What is expected: Could you output the complete listing given below exactly?

Listed entries:
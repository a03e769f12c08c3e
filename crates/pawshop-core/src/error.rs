//! # Error Types
//!
//! Domain-specific error types for pawshop-core.
//!
//! ## Error Hierarchy
//! ```text
//! ┌─────────────────────────────────────────────────────────────────────────┐
//! │                         Error Types                                     │
//! │                                                                         │
//! │  pawshop-core errors (this file)                                       │
//! │  ├── CoreError        - General domain errors                          │
//! │  └── ValidationError  - Input validation failures                      │
//! │                                                                         │
//! │  pawshop-store errors (separate crate)                                 │
//! │  └── StoreError       - Persistence failures                           │
//! │                                                                         │
//! │  Register app errors                                                   │
//! │  └── ShellError       - What the operator sees                         │
//! │                                                                         │
//! │  Flow: ValidationError → CoreError → StoreError → ShellError → screen  │
//! └─────────────────────────────────────────────────────────────────────────┘
//! ```
//!
//! ## Design Principles
//! 1. Use `thiserror` for derive macros (not manual impl)
//! 2. Include context in error messages (product code, sale id, amounts)
//! 3. Errors are enum variants, never String
//! 4. Every mutating operation validates fully BEFORE mutating anything, so
//!    an `Err` always means "state untouched"

use thiserror::Error;

// =============================================================================
// Core Error
// =============================================================================

/// Core business logic errors.
///
/// These errors represent business rule violations or domain logic failures.
/// They should be caught and translated to user-friendly messages.
#[derive(Debug, Error)]
pub enum CoreError {
    /// Product cannot be found.
    ///
    /// ## When This Occurs
    /// - Barcode scan misses the catalog
    /// - Product id was deleted between screens
    #[error("Product not found: {0}")]
    ProductNotFound(String),

    /// Insufficient stock to complete a sale.
    ///
    /// ## When This Occurs
    /// - Trying to sell more than available stock of a non-service product
    /// - For edits, availability first counts back the quantity the sale
    ///   being replaced had already taken
    ///
    /// ## User Workflow
    /// ```text
    /// Finalize (RAC-KG × 6.0)
    ///      │
    ///      ▼
    /// Check stock: available = 4.5
    ///      │
    ///      ▼
    /// InsufficientStock { code: "RAC-KG", available: 4.5, requested: 6.0 }
    ///      │
    ///      ▼
    /// Register shows: "Estoque insuficiente"
    /// ```
    #[error("Insufficient stock for {code}: available {available}, requested {requested}")]
    InsufficientStock {
        code: String,
        available: f64,
        requested: f64,
    },

    /// Sale not found (edit or cancel of an unknown sale code).
    #[error("Sale not found: {0}")]
    SaleNotFound(String),

    /// Finalize was requested with no cart lines.
    #[error("Cart is empty")]
    EmptyCart,

    /// Tendered payments do not cover the sale total.
    ///
    /// ## When This Occurs
    /// Sum of tenders is more than one centavo below the total. The sale is
    /// NOT committed and no stock moves.
    #[error("Insufficient payment: paid {paid_cents} of {total_cents} centavos")]
    InsufficientPayment { paid_cents: i64, total_cents: i64 },

    /// Cart has exceeded maximum allowed lines.
    #[error("Cart cannot have more than {max} items")]
    CartTooLarge { max: usize },

    /// Line quantity exceeds maximum allowed.
    #[error("Quantity {requested} exceeds maximum allowed ({max})")]
    QuantityTooLarge { requested: f64, max: f64 },

    /// Validation error (wraps ValidationError).
    #[error("Validation error: {0}")]
    Validation(#[from] ValidationError),
}

// =============================================================================
// Validation Error
// =============================================================================

/// Input validation errors.
///
/// These errors occur when user input doesn't meet requirements.
/// Used for early validation before business logic runs.
#[derive(Debug, Error)]
pub enum ValidationError {
    /// A required field is missing or empty.
    #[error("{field} is required")]
    Required { field: String },

    /// Field value is too short.
    #[error("{field} must be at least {min} characters")]
    TooShort { field: String, min: usize },

    /// Field value is too long.
    #[error("{field} must be at most {max} characters")]
    TooLong { field: String, max: usize },

    /// Numeric value is out of range.
    #[error("{field} must be between {min} and {max}")]
    OutOfRange { field: String, min: i64, max: i64 },

    /// Value must be positive.
    #[error("{field} must be positive")]
    MustBePositive { field: String },

    /// Invalid format (e.g., malformed amount, fractional unit quantity).
    #[error("{field} has invalid format: {reason}")]
    InvalidFormat { field: String, reason: String },

    /// Duplicate value (e.g., duplicate product code).
    #[error("{field} '{value}' already exists")]
    Duplicate { field: String, value: String },
}

// =============================================================================
// Result Type Alias
// =============================================================================

/// Convenience type alias for Results with CoreError.
pub type CoreResult<T> = Result<T, CoreError>;

// =============================================================================
// Unit Tests
// =============================================================================
//! # Customer Commands
//!
//! Customer register plumbing.

use pawshop_core::types::Customer;
use pawshop_store::repository::customer::generate_customer_id;

use super::CommandResult;
use crate::error::ShellError;
use crate::state::AppContext;

/// Lists all customers.
pub fn list(ctx: &AppContext) -> CommandResult {
    let customers = ctx.store.customers().all();
    if customers.is_empty() {
        return Ok("No customers".to_string());
    }

    let mut out = format!("{} customer(s)\n", customers.len());
    for c in &customers {
        out.push_str(&format!(
            "  {}  {:<28} {:<18} {}\n",
            c.id,
            c.name,
            c.phone,
            c.email.as_deref().unwrap_or("-")
        ));
    }
    Ok(out)
}

/// Registers a new customer.
pub fn add(ctx: &mut AppContext, name: &str, phone: &str) -> CommandResult {
    let customer = Customer {
        id: generate_customer_id(),
        name: name.to_string(),
        phone: phone.to_string(),
        email: None,
        document: None,
    };
    ctx.store.customers().upsert(customer)?;
    Ok(format!("Customer {} registered", name))
}

/// Deletes a customer by id. Confirmation happens in the shell; historical
/// sales keep the denormalized name on purpose.
pub fn delete(ctx: &mut AppContext, id: &str) -> CommandResult {
    ctx.store.customers().delete(id)?;

    // If the deleted customer is attached to the open checkout, drop it
    if ctx
        .checkout
        .customer
        .as_ref()
        .map(|c| c.id == id)
        .unwrap_or(false)
    {
        ctx.checkout.customer = None;
    }
    Ok(format!("Customer {} deleted", id))
}

/// Finds a customer by id (used by shell helpers).
pub fn get(ctx: &AppContext, id: &str) -> Result<Customer, ShellError> {
    ctx.store
        .customers()
        .get(id)
        .ok_or_else(|| ShellError::not_found("Customer", id))
}

// =============================================================================
// Unit Tests
// =============================================================================

#[cfg(test)]
mod tests {
    use super::*;
    use pawshop_core::checkout::CustomerRef;
    use pawshop_store::Store;

    #[test]
    fn test_add_list_delete() {
        let mut ctx = AppContext::new(Store::in_memory());

        add(&mut ctx, "Maria Silva", "(11) 99999-0000").unwrap();
        let out = list(&ctx).unwrap();
        assert!(out.contains("Maria Silva"));

        let id = ctx.store.customers().all()[0].id.clone();
        delete(&mut ctx, &id).unwrap();
        assert_eq!(list(&ctx).unwrap(), "No customers");
    }

    #[test]
    fn test_delete_detaches_from_open_checkout() {
        let mut ctx = AppContext::new(Store::in_memory());
        add(&mut ctx, "Maria", "(11) 99999-0000").unwrap();
        let id = ctx.store.customers().all()[0].id.clone();

        ctx.checkout.customer = Some(CustomerRef {
            id: id.clone(),
            name: "Maria".to_string(),
        });

        delete(&mut ctx, &id).unwrap();
        assert!(ctx.checkout.customer.is_none());
    }

    #[test]
    fn test_phone_required() {
        let mut ctx = AppContext::new(Store::in_memory());
        assert!(add(&mut ctx, "Maria", "  ").is_err());
    }
}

Your response:
repository a03e769f12c08c3e
filename crates/pawshop-core/src/error.rs
//! # Error Types
//!
//! Domain-specific error types for pawshop-core.
//!
//! ## Error Hierarchy
//! ```text
//! ┌─────────────────────────────────────────────────────────────────────────┐
//! │                         Error Types                                     │
//! │                                                                         │
//! │  pawshop-core errors (this file)                                       │
//! │  ├── CoreError        - General domain errors                          │
//! │  └── ValidationError  - Input validation failures                      │
//! │                                                                         │
//! │  pawshop-store errors (separate crate)                                 │
//! │  └── StoreError       - Persistence failures                           │
//! │                                                                         │
//! │  Register app errors                                                   │
//! │  └── ShellError       - What the operator sees                         │
//! │                                                                         │
//! │  Flow: ValidationError → CoreError → StoreError → ShellError → screen  │
//! └─────────────────────────────────────────────────────────────────────────┘
//! ```
//!
//! ## Design Principles
//! 1. Use `thiserror` for derive macros (not manual impl)
//! 2. Include context in error messages (product code, sale id, amounts)
//! 3. Errors are enum variants, never String
//! 4. Every mutating operation validates fully BEFORE mutating anything, so
//!    an `Err` always means "state untouched"

use thiserror::Error;

// =============================================================================
// Core Error
// =============================================================================

/// Core business logic errors.
///
/// These errors represent business rule violations or domain logic failures.
/// They should be caught and translated to user-friendly messages.
#[derive(Debug, Error)]
pub enum CoreError {
    /// Product cannot be found.
    ///
    /// ## When This Occurs
    /// - Barcode scan misses the catalog
    /// - Product id was deleted between screens
    #[error("Product not found: {0}")]
    ProductNotFound(String),

    /// Insufficient stock to complete a sale.
    ///
    /// ## When This Occurs
    /// - Trying to sell more than available stock of a non-service product
    /// - For edits, availability first counts back the quantity the sale
    ///   being replaced had already taken
    ///
    /// ## User Workflow
    /// ```text
    /// Finalize (RAC-KG × 6.0)
    ///      │
    ///      ▼
    /// Check stock: available = 4.5
    ///      │
    ///      ▼
    /// InsufficientStock { code: "RAC-KG", available: 4.5, requested: 6.0 }
    ///      │
    ///      ▼
    /// Register shows: "Estoque insuficiente"
    /// ```
    #[error("Insufficient stock for {code}: available {available}, requested {requested}")]
    InsufficientStock {
        code: String,
        available: f64,
        requested: f64,
    },

    /// Sale not found (edit or cancel of an unknown sale code).
    #[error("Sale not found: {0}")]
    SaleNotFound(String),

    /// Finalize was requested with no cart lines.
    #[error("Cart is empty")]
    EmptyCart,

    /// Tendered payments do not cover the sale total.
    ///
    /// ## When This Occurs
    /// Sum of tenders is more than one centavo below the total. The sale is
    /// NOT committed and no stock moves.
    #[error("Insufficient payment: paid {paid_cents} of {total_cents} centavos")]
    InsufficientPayment { paid_cents: i64, total_cents: i64 },

    /// Cart has exceeded maximum allowed lines.
    #[error("Cart cannot have more than {max} items")]
    CartTooLarge { max: usize },

    /// Line quantity exceeds maximum allowed.
    #[error("Quantity {requested} exceeds maximum allowed ({max})")]
    QuantityTooLarge { requested: f64, max: f64 },

    /// Validation error (wraps ValidationError).
    #[error("Validation error: {0}")]
    Validation(#[from] ValidationError),
}

// =============================================================================
// Validation Error
// =============================================================================

/// Input validation errors.
///
/// These errors occur when user input doesn't meet requirements.
/// Used for early validation before business logic runs.
#[derive(Debug, Error)]
pub enum ValidationError {
    /// A required field is missing or empty.
    #[error("{field} is required")]
    Required { field: String },

    /// Field value is too short.
    #[error("{field} must be at least {min} characters")]
    TooShort { field: String, min: usize },

    /// Field value is too long.
    #[error("{field} must be at most {max} characters")]
    TooLong { field: String, max: usize },

    /// Numeric value is out of range.
    #[error("{field} must be between {min} and {max}")]
    OutOfRange { field: String, min: i64, max: i64 },

    /// Value must be positive.
    #[error("{field} must be positive")]
    MustBePositive { field: String },

    /// Invalid format (e.g., malformed amount, fractional unit quantity).
    #[error("{field} has invalid format: {reason}")]
    InvalidFormat { field: String, reason: String },

    /// Duplicate value (e.g., duplicate product code).
    #[error("{field} '{value}' already exists")]
    Duplicate { field: String, value: String },
}

// =============================================================================
// Result Type Alias
// =============================================================================

/// Convenience type alias for Results with CoreError.
pub type CoreResult<T> = Result<T, CoreError>;

// =============================================================================
// Unit Tests
// =============================================================================
//! # Customer Commands
//!
//! Customer register plumbing.

use pawshop_core::types::Customer;
use pawshop_store::repository::customer::generate_customer_id;

use super::CommandResult;
use crate::error::ShellError;
use crate::state::AppContext;

/// Lists all customers.
pub fn list(ctx: &AppContext) -> CommandResult {
    let customers = ctx.store.customers().all();
    if customers.is_empty() {
        return Ok("No customers".to_string());
    }

    let mut out = format!("{} customer(s)\n", customers.len());
    for c in &customers {
        out.push_str(&format!(
            "  {}  {:<28} {:<18} {}\n",
            c.id,
            c.name,
            c.phone,
            c.email.as_deref().unwrap_or("-")
        ));
    }
    Ok(out)
}

/// Registers a new customer.
pub fn add(ctx: &mut AppContext, name: &str, phone: &str) -> CommandResult {
    let customer = Customer {
        id: generate_customer_id(),
        name: name.to_string(),
        phone: phone.to_string(),
        email: None,
        document: None,
    };
    ctx.store.customers().upsert(customer)?;
    Ok(format!("Customer {} registered", name))
}

/// Deletes a customer by id. Confirmation happens in the shell; historical
/// sales keep the denormalized name on purpose.
pub fn delete(ctx: &mut AppContext, id: &str) -> CommandResult {
    ctx.store.customers().delete(id)?;

    // If the deleted customer is attached to the open checkout, drop it
    if ctx
        .checkout
        .customer
        .as_ref()
        .map(|c| c.id == id)
        .unwrap_or(false)
    {
        ctx.checkout.customer = None;
    }
    Ok(format!("Customer {} deleted", id))
}

/// Finds a customer by id (used by shell helpers).
pub fn get(ctx: &AppContext, id: &str) -> Result<Customer, ShellError> {
    ctx.store
        .customers()
        .get(id)
        .ok_or_else(|| ShellError::not_found("Customer", id))
}

// =============================================================================
// Unit Tests
// =============================================================================

#[cfg(test)]
mod tests {
    use super::*;
    use pawshop_core::checkout::CustomerRef;
    use pawshop_store::Store;

    #[test]
    fn test_add_list_delete() {
        let mut ctx = AppContext::new(Store::in_memory());

        add(&mut ctx, "Maria Silva", "(11) 99999-0000").unwrap();
        let out = list(&ctx).unwrap();
        assert!(out.contains("Maria Silva"));

        let id = ctx.store.customers().all()[0].id.clone();
        delete(&mut ctx, &id).unwrap();
        assert_eq!(list(&ctx).unwrap(), "No customers");
    }

    #[test]
    fn test_delete_detaches_from_open_checkout() {
        let mut ctx = AppContext::new(Store::in_memory());
        add(&mut ctx, "Maria", "(11) 99999-0000").unwrap();
        let id = ctx.store.customers().all()[0].id.clone();

        ctx.checkout.customer = Some(CustomerRef {
            id: id.clone(),
            name: "Maria".to_string(),
        });

        delete(&mut ctx, &id).unwrap();
        assert!(ctx.checkout.customer.is_none());
    }

    #[test]
    fn test_phone_required() {
        let mut ctx = AppContext::new(Store::in_memory());
        assert!(add(&mut ctx, "Maria", "  ").is_err());
    }
}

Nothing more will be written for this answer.